Let’s start with the obvious – the future is not fixed. It’s imagined. We don’t know what is going to happen; we can imagine it, craft narratives, or use science and research to predict theories, but it is not certain until it has happened. At the Zapp Solarpunk session during WDCD Live 2025, we were invited to look more closely at how those imagined futures take form, who gets to tell them and how creativity and storytelling impacts what will happen more than we realise.

Filmmaker and climate scientist Safi Graauw led the session, but it was less of a talk, more of a rapid-fire visual essay. Three films “zapped” through speculative futures, made up of clips from films, ads and other culturally relevant examples of the imagined future. Each one offered a different lens on what tomorrow might look like. The first, full of hope and optimism. The second, a less positive outlook of what could happen to the planet if we do nothing. The third, questioning larger questions of our relationships to one another, once technology is in the mix. All of them revealed the power of culture to shape our collective imagination.

Safi’s journey into this world began with a question. What if science isn’t being heard because it’s not being felt? He spoke of his desire to become a bridge between science and society, someone who could translate data into stories. Stories that move, stories that stay. His first short film, on how the Maasai are responding to climate change, won a prize and sparked a career built on exactly that kind of translation.

At the heart of this session was the contrast between two genres: solarpunk and cyberpunk.

Film one was based around Solarpunk, a relatively young genre, rooted in climate optimism, sustainability and mutual care. It’s a vision of the future where we have fixed things: nature is thriving, technology is soft and supportive and people are kinder. It’s the kind of, arguably, utopian world we might want to live in. One example highlighted in Safi’s short film was Dear Alice, a speculative yoghurt advert told as a letter from a grandmother to her granddaughter. It showed a future that felt tender and possible, rather than cold and abstract. Solarpunk as a genre or concept, is more than just an aesthetic; it’s a mindset. A quiet rebellion against the idea that we’re already doomed.

The second film explored Cyberpunk. The bleak future we get if we do nothing. Its aesthetic is dark, neon-lit, and imagines a future controlled by powerful tech giants. Think The Matrix, or Black Mirror, there’s an edge of glamour to it, but also a sense of warning. It shows us what happens when technology serves the few and leaves the rest behind. When Safi asked an AI how likely it is that we’re heading into a cyberpunk future, the answer it gave was 40 to 60 percent. Not ideal.

Cyberpunk connects to the wider theory known as techno-feudalism. It’s the idea that our current economic system is starting to look less like capitalism and more like a digital version of the Middle Ages. Tech companies act like feudal lords and we, the users, provide labour in the form of data. Most of us don’t read the terms and conditions, and just click agree without thinking, choosing efficiency over meticulousness, further feeding the machine without even realising it. Black Mirror doesn’t seem so far off anymore.

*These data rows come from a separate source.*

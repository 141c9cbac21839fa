use super::Board;
use crate::bitboard::{get_king_attacks, get_knight_attacks, iterate_bits};
use crate::types::*;

pub(crate) const ROOK_DIRECTIONS: [(i8, i8); 4] = [(0, 1), (0, -1), (1, 0), (-1, 0)];
pub(crate) const BISHOP_DIRECTIONS: [(i8, i8); 4] = [(1, 1), (1, -1), (-1, 1), (-1, -1)];

impl Board {
    /// Check if a square is attacked by any piece of `by_side`
    pub fn is_under_threat(&self, square: Square, by_side: Side) -> bool {
        self.check_sliding_threats(square, by_side)
            || self.check_knight_threats(square, by_side)
            || self.check_pawn_threats(square, by_side)
            || self.check_king_threats(square, by_side)
    }

    fn check_sliding_threats(&self, square: Square, by_side: Side) -> bool {
        let axial = ROOK_DIRECTIONS.iter().any(|&direction| {
            matches!(
                self.cast_ray(square, direction),
                Some(piece) if piece.side == by_side
                    && matches!(piece.kind, PieceKind::Rook | PieceKind::Queen)
            )
        });

        axial
            || BISHOP_DIRECTIONS.iter().any(|&direction| {
                matches!(
                    self.cast_ray(square, direction),
                    Some(piece) if piece.side == by_side
                        && matches!(piece.kind, PieceKind::Bishop | PieceKind::Queen)
                )
            })
    }

    /// Cast a ray in a direction and return the first piece encountered
    fn cast_ray(&self, start: Square, (df, dr): (i8, i8)) -> Option<Piece> {
        let mut current = start.offset(df, dr);
        while let Some(square) = current {
            if let Some(piece) = self.piece_at(square) {
                return Some(piece);
            }
            current = square.offset(df, dr);
        }
        None
    }

    fn check_knight_threats(&self, square: Square, by_side: Side) -> bool {
        iterate_bits(get_knight_attacks(square)).any(|origin| {
            self.piece_at(origin) == Some(Piece::new(PieceKind::Knight, by_side))
        })
    }

    fn check_pawn_threats(&self, square: Square, by_side: Side) -> bool {
        // Pawn attack direction is opposite of its movement direction
        let attack_direction = -by_side.pawn_direction();
        [-1, 1].into_iter().any(|df| {
            square
                .offset(df, attack_direction)
                .and_then(|origin| self.piece_at(origin))
                == Some(Piece::new(PieceKind::Pawn, by_side))
        })
    }

    fn check_king_threats(&self, square: Square, by_side: Side) -> bool {
        iterate_bits(get_king_attacks(square)).any(|origin| {
            self.piece_at(origin) == Some(Piece::new(PieceKind::King, by_side))
        })
    }

    pub fn is_in_check(&self, side: Side) -> bool {
        match self.find_king(side) {
            Some(king_square) => self.is_under_threat(king_square, side.opposite()),
            None => false,
        }
    }

    /// Side to move has no legal moves and its king is attacked
    pub fn is_checkmate(&mut self) -> bool {
        let side = self.current_side;
        self.is_in_check(side) && self.all_moves_legal(side).is_empty()
    }

    /// Side to move has no legal moves and its king is safe
    pub fn is_stalemate(&mut self) -> bool {
        let side = self.current_side;
        !self.is_in_check(side) && self.all_moves_legal(side).is_empty()
    }

    pub fn game_status(&mut self) -> GameStatus {
        let side = self.current_side;
        let in_check = self.is_in_check(side);
        let can_move = !self.all_moves_legal(side).is_empty();
        match (in_check, can_move) {
            (true, true) => GameStatus::Check(side),
            (true, false) => GameStatus::Checkmate(side),
            (false, true) => GameStatus::InProgress,
            (false, false) => GameStatus::Stalemate,
        }
    }
}
#[cfg(feature = "rtrb")]
use rtrb::Consumer;

use super::{params::ParamId, pool::VoiceHandle};

/// Control events sent to the thread that owns a [`Context`](super::Context).
#[derive(Debug, Copy, Clone, PartialEq)]
pub enum VoiceMessage {
    NoteOn {
        voice: VoiceHandle,
        note: u8,
        velocity: u8,
    },
    NoteOff {
        voice: VoiceHandle,
    },
    SetParam {
        voice: VoiceHandle,
        param: ParamId,
        value: f32,
    },
    AllNotesOff,
}

pub trait MessageReceiver {
    fn pop(&mut self) -> Option<VoiceMessage>;
}

#[cfg(feature = "rtrb")]
impl MessageReceiver for Consumer<VoiceMessage> {
    fn pop(&mut self) -> Option<VoiceMessage> {
        Consumer::pop(self).ok()
    }
}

But this session wasn’t just a reflection on pop culture. It was a reminder that imagination is infrastructure. The stories we tell ourselves about the future shape what we believe is possible. Stories have the power to either feed our fear or offer something else entirely. Solarpunk gives us a different path. It doesn’t ignore the crisis, it simply refuses to be paralysed by it. As Safi put it, it is easier to inspire action through possibility than through despair. Another oil-covered bird won’t move people, freezing people with catastrophe isn’t helpful, but a vision of something worth fighting for is.

One of the more sobering points raised was the idea that solarpunk and cyberpunk aren’t entirely theoretical. In many parts of the world, particularly the Global South, people are already living with the consequences of climate breakdown and techno-surveillance. For some, cyberpunk is not a future genre. It’s a lived reality. And yet, there are also glimpses of solarpunk in these same spaces, community resilience, innovation, and acts of mutual care. Perhaps we are already living both futures at once?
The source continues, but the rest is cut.